For more detailed suggestions on talking about blended family money matters, see Chapter Four, “Financial Discussions,” in Blended Family Advice, but here are a few talking points.
Joint or separate accounts
Whether you decide on separate or joint accounts for managing your step family is entirely up to you. Some considerations for maintaining separate accounts include separate incomes from working outside the home, and single-party expenditures or receipts such as child support, insurances and health care costs, tuitions, etc. Many blended families put it all into one pot and simply ladle payments out as needed, and that works fine for them. Some keep separate accounts for child-related expenses, but deposit the net balance of their income into a joint blended family account. The specifics of how you handle the blended family finances are not as important as being open and above board, and fair to everyone. One party does not want to feel as if his or her money is being squandered on step kids or an ex-spouse. As with every aspect of blended family living, communication is crucial.
Creating a budget
In order to manage your blended family finances, it is important to know what you have to work with, and what obligations you have. Many of us managed this information in our heads while we were single, or a single parent, it may have worked pretty well. Things are different now. Now there are two partners involved, and perhaps two sets of step kids and two ex-spouses who may either add to or subtract from your blended family pot. Making an effective financial plan for your step family begins with a written and complete budget that includes virtually all financial receipts, payments, and debts. Again, see Blended Family Advice on financial discussions for help in designing your budget, or go online to see many excellent examples of family budgets.
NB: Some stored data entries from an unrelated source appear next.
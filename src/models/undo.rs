//! Single-slot undo record.

use crate::models::candidate::CandidateName;
use crate::models::game::{Group, PairKey};
use crate::models::tournament::Phase;
use serde::{Deserialize, Serialize};
use std::collections::BTreeSet;

/// Fields a round or phase transition overwrites, captured just before it ran.
#[derive(Clone, Debug, PartialEq, Serialize, Deserialize)]
pub struct TransitionSnapshot {
    pub phase: Phase,
    pub pool: Vec<CandidateName>,
    pub phase_pool: Vec<CandidateName>,
    pub groups: Vec<Group>,
    pub groups_total: usize,
    pub phase_round: u32,
    #[serde(default)]
    pub matches_played: BTreeSet<PairKey>,
}

/// The most recent result, with the exact rating deltas applied.
#[derive(Clone, Debug, PartialEq, Serialize, Deserialize)]
#[serde(tag = "kind", rename_all = "snake_case")]
pub enum UndoRecord {
    Group {
        group: Group,
        winner: CandidateName,
        winner_delta: i32,
        /// Each loser with the (negative) delta it received.
        losers: Vec<(CandidateName, i32)>,
        /// Absent in sessions saved before snapshots existed.
        #[serde(default)]
        snapshot: Option<TransitionSnapshot>,
    },
    Duel {
        pair: Group,
        winner: CandidateName,
        winner_delta: i32,
        loser: CandidateName,
        loser_delta: i32,
        #[serde(default)]
        snapshot: Option<TransitionSnapshot>,
    },
}

impl UndoRecord {
    pub fn snapshot(&self) -> Option<&TransitionSnapshot> {
        match self {
            UndoRecord::Group { snapshot, .. } | UndoRecord::Duel { snapshot, .. } => {
                snapshot.as_ref()
            }
        }
    }

    /// Attach a snapshot unless one is already present.
    pub fn attach_snapshot(&mut self, snap: TransitionSnapshot) {
        match self {
            UndoRecord::Group { snapshot, .. } | UndoRecord::Duel { snapshot, .. } => {
                if snapshot.is_none() {
                    *snapshot = Some(snap);
                }
            }
        }
    }

    /// The match that was resolved, in its presented order.
    pub fn resolved_match(&self) -> Group {
        match self {
            UndoRecord::Group { group, .. } => group.clone(),
            UndoRecord::Duel { pair, .. } => pair.clone(),
        }
    }
}
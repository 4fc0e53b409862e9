//! Local single-session host: JSON API over the ranking engine.
//! Run with: cargo run --bin web
//! Listens on 127.0.0.1:8080 by default; the session is saved to session.json after every change.
//! Override with env: HOST, PORT, SESSION_FILE.

use actix_web::{
    delete, get, post, put,
    web::{Data, Json},
    App, HttpResponse, HttpServer, Responder,
};
use archetype_ranker::{
    advance_phase_if_round_complete, apply_duel_result, apply_group_result, begin_next_match,
    create_initial_state_with, is_swiss_complete, merge_enrichment, next_swiss_pair, standings,
    swiss_round, top_ten, undo_last_result, CandidateName, Enrichment, JsonFileStore,
    SessionStore, Tournament, TournamentError, TournamentSettings,
};
use serde::{Deserialize, Serialize};
use std::collections::BTreeMap;
use std::sync::RwLock;

/// The one session this host serves, plus where it is persisted.
struct Session {
    tournament: Option<Tournament>,
    store: JsonFileStore,
}

/// Calls into the engine are serialized through this lock.
type AppState = Data<RwLock<Session>>;

#[derive(Serialize)]
struct HealthResponse {
    ok: bool,
    service: &'static str,
}

/// Tournament plus derived values the UI needs on every screen.
#[derive(Serialize)]
struct SessionView<'a> {
    tournament: &'a Tournament,
    swiss_complete: bool,
    swiss_round: u32,
}

#[derive(Deserialize)]
struct CreateSessionBody {
    names: Vec<CandidateName>,
    /// Random when omitted.
    seed: Option<u64>,
    #[serde(default)]
    enrichment: BTreeMap<CandidateName, Enrichment>,
    #[serde(default)]
    settings: TournamentSettings,
}

#[derive(Deserialize)]
struct GroupResultBody {
    winner: CandidateName,
    losers: Vec<CandidateName>,
}

#[derive(Deserialize)]
struct DuelResultBody {
    winner: CandidateName,
    loser: CandidateName,
}

fn view(t: &Tournament) -> HttpResponse {
    HttpResponse::Ok().json(SessionView {
        tournament: t,
        swiss_complete: is_swiss_complete(t),
        swiss_round: swiss_round(t),
    })
}

fn no_session() -> HttpResponse {
    HttpResponse::NotFound().json(serde_json::json!({ "error": "No session" }))
}

fn engine_error(e: TournamentError) -> HttpResponse {
    let body = serde_json::json!({ "error": e.to_string() });
    match e {
        TournamentError::NothingToUndo => HttpResponse::Conflict().json(body),
        _ => HttpResponse::BadRequest().json(body),
    }
}

/// Persist and install a new state, or report the engine error. A failed save keeps the new state in memory.
fn commit(session: &mut Session, result: Result<Tournament, TournamentError>) -> HttpResponse {
    match result {
        Ok(next) => {
            if let Err(e) = session.store.save(&next) {
                log::warn!("Failed to save session to {}: {}", session.store.path().display(), e);
            }
            let resp = view(&next);
            session.tournament = Some(next);
            resp
        }
        Err(e) => engine_error(e),
    }
}

/// Run `op` against the current session and commit its result.
fn transition<F>(state: &AppState, op: F) -> HttpResponse
where
    F: FnOnce(&Tournament) -> Result<Tournament, TournamentError>,
{
    let mut g = match state.write() {
        Ok(guard) => guard,
        Err(_) => return HttpResponse::InternalServerError().body("lock error"),
    };
    let result = match g.tournament.as_ref() {
        Some(t) => op(t),
        None => return no_session(),
    };
    commit(&mut g, result)
}

#[get("/api/health")]
async fn api_health() -> impl Responder {
    HttpResponse::Ok().json(HealthResponse {
        ok: true,
        service: "archetype-ranker",
    })
}

/// Current session (404 if none).
#[get("/api/session")]
async fn api_get_session(state: AppState) -> HttpResponse {
    let g = match state.read() {
        Ok(guard) => guard,
        Err(_) => return HttpResponse::InternalServerError().body("lock error"),
    };
    match g.tournament.as_ref() {
        Some(t) => view(t),
        None => no_session(),
    }
}

/// Start a new session, replacing any existing one.
#[post("/api/session")]
async fn api_create_session(state: AppState, body: Json<CreateSessionBody>) -> HttpResponse {
    let body = body.into_inner();
    let seed = body.seed.unwrap_or_else(|| u64::from(rand::random::<u32>()));
    let entries = body
        .names
        .into_iter()
        .map(|name| {
            let enrichment = body.enrichment.get(name.trim()).cloned().unwrap_or_default();
            (name, enrichment)
        })
        .collect();
    let mut g = match state.write() {
        Ok(guard) => guard,
        Err(_) => return HttpResponse::InternalServerError().body("lock error"),
    };
    let result = create_initial_state_with(entries, seed, body.settings);
    commit(&mut g, result)
}

/// Drop the session and its saved copy.
#[delete("/api/session")]
async fn api_clear_session(state: AppState) -> HttpResponse {
    let mut g = match state.write() {
        Ok(guard) => guard,
        Err(_) => return HttpResponse::InternalServerError().body("lock error"),
    };
    if let Err(e) = g.store.clear() {
        return HttpResponse::InternalServerError().json(serde_json::json!({ "error": e.to_string() }));
    }
    g.tournament = None;
    HttpResponse::NoContent().finish()
}

/// Merge enrichment provider results (name → richness and theme tags).
#[put("/api/session/enrichment")]
async fn api_merge_enrichment(
    state: AppState,
    body: Json<BTreeMap<CandidateName, Enrichment>>,
) -> HttpResponse {
    transition(&state, |t| merge_enrichment(t, &body))
}

/// Present the next group or Swiss pair (finishes the tournament when none is left).
#[post("/api/session/next")]
async fn api_next_match(state: AppState) -> HttpResponse {
    transition(&state, |t| Ok(begin_next_match(t)))
}

/// Peek at the pair the Swiss pairing would pick next.
#[get("/api/session/swiss/next-pair")]
async fn api_next_swiss_pair(state: AppState) -> HttpResponse {
    let g = match state.read() {
        Ok(guard) => guard,
        Err(_) => return HttpResponse::InternalServerError().body("lock error"),
    };
    match g.tournament.as_ref() {
        Some(t) => HttpResponse::Ok().json(next_swiss_pair(t)),
        None => no_session(),
    }
}

#[post("/api/session/group-result")]
async fn api_group_result(state: AppState, body: Json<GroupResultBody>) -> HttpResponse {
    transition(&state, |t| apply_group_result(t, &body.winner, &body.losers))
}

#[post("/api/session/duel-result")]
async fn api_duel_result(state: AppState, body: Json<DuelResultBody>) -> HttpResponse {
    transition(&state, |t| apply_duel_result(t, &body.winner, &body.loser))
}

/// Advance the round/phase if complete (e.g. after the result screen of the last Swiss duel).
#[post("/api/session/advance")]
async fn api_advance(state: AppState) -> HttpResponse {
    transition(&state, |t| Ok(advance_phase_if_round_complete(t)))
}

/// Undo the most recent result (409 if nothing to undo).
#[post("/api/session/undo")]
async fn api_undo(state: AppState) -> HttpResponse {
    transition(&state, undo_last_result)
}

#[get("/api/session/standings")]
async fn api_standings(state: AppState) -> HttpResponse {
    let g = match state.read() {
        Ok(guard) => guard,
        Err(_) => return HttpResponse::InternalServerError().body("lock error"),
    };
    match g.tournament.as_ref() {
        Some(t) => HttpResponse::Ok().json(standings(t)),
        None => no_session(),
    }
}

#[get("/api/session/top-ten")]
async fn api_top_ten(state: AppState) -> HttpResponse {
    let g = match state.read() {
        Ok(guard) => guard,
        Err(_) => return HttpResponse::InternalServerError().body("lock error"),
    };
    match g.tournament.as_ref() {
        Some(t) => HttpResponse::Ok().json(top_ten(t)),
        None => no_session(),
    }
}

fn default_host() -> String {
    "127.0.0.1".to_string()
}

fn default_port() -> u16 {
    8080
}

fn default_session_file() -> String {
    "session.json".to_string()
}

#[actix_web::main]
async fn main() -> std::io::Result<()> {
    env_logger::init_from_env(env_logger::Env::new().default_filter_or("info"));

    let host = std::env::var("HOST").unwrap_or_else(|_| default_host());
    let port: u16 = std::env::var("PORT")
        .ok()
        .and_then(|p| p.parse().ok())
        .unwrap_or_else(default_port);
    let session_file = std::env::var("SESSION_FILE").unwrap_or_else(|_| default_session_file());

    let store = JsonFileStore::new(session_file);
    let tournament = store.load();
    match &tournament {
        Some(t) => log::info!(
            "Resumed session from {}: {} phase, {} results",
            store.path().display(),
            t.phase,
            t.round_counter
        ),
        None => log::info!("No saved session at {}", store.path().display()),
    }

    let bind = (host.as_str(), port);
    log::info!("Starting server at http://{}:{}", bind.0, bind.1);

    let state = Data::new(RwLock::new(Session { tournament, store }));

    HttpServer::new(move || {
        App::new()
            .app_data(state.clone())
            .service(api_health)
            .service(api_get_session)
            .service(api_create_session)
            .service(api_clear_session)
            .service(api_merge_enrichment)
            .service(api_next_match)
            .service(api_next_swiss_pair)
            .service(api_group_result)
            .service(api_duel_result)
            .service(api_advance)
            .service(api_undo)
            .service(api_standings)
            .service(api_top_ten)
    })
    .bind(bind)?
    .run()
    .await
}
Make a formal financial planning agreement
Many financial planning has begun utilizing the “Blended Family Financial Planner,” part of the blended family bonus material in Blended Family Advice. It begins with a Blended Couple Financial Pledge, which sets out the basis for a successful blended family financial plan.
- Together, we will figure out a way to meet all of our financial needs
- Together we will provide for our blended family
- We will honestly discuss our goals and dreams
- If something isn’t working, we will come together and re-discuss our plan
When the two of you work together to make a serious financial plan for the benefit of your blended family, you help take your goal of a successful and solvent blended family from wish to reality.